#### [Problem description]
What is the count of lines in the data that hold the string "basic"? State the number alone.

Stored records:
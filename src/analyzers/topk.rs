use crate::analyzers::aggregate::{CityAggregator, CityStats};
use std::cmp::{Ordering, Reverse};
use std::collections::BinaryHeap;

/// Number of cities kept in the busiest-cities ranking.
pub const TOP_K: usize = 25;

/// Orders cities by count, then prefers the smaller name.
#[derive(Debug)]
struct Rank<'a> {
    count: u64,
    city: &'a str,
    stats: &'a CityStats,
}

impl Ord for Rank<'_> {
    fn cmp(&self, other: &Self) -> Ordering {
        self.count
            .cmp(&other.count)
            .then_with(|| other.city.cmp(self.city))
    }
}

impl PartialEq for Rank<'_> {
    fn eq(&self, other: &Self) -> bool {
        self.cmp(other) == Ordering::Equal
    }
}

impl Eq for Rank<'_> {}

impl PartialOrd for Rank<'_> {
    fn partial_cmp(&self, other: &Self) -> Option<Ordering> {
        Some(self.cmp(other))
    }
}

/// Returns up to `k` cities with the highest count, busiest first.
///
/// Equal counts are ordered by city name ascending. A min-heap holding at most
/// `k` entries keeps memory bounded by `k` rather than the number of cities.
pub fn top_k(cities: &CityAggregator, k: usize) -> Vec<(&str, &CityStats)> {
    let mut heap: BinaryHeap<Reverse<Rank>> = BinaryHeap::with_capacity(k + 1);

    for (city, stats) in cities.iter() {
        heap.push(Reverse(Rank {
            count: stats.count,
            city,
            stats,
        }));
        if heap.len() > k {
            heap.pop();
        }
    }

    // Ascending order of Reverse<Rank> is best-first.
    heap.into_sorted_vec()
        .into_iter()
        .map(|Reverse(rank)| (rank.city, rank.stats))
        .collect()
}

---

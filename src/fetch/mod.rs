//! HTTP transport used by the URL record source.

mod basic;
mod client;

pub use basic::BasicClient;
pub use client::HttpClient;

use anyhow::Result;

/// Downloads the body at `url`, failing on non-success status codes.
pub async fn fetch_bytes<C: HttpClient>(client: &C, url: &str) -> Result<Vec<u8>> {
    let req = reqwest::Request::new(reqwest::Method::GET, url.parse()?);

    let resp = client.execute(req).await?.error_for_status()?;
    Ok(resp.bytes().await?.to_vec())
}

#### [Written solution]
2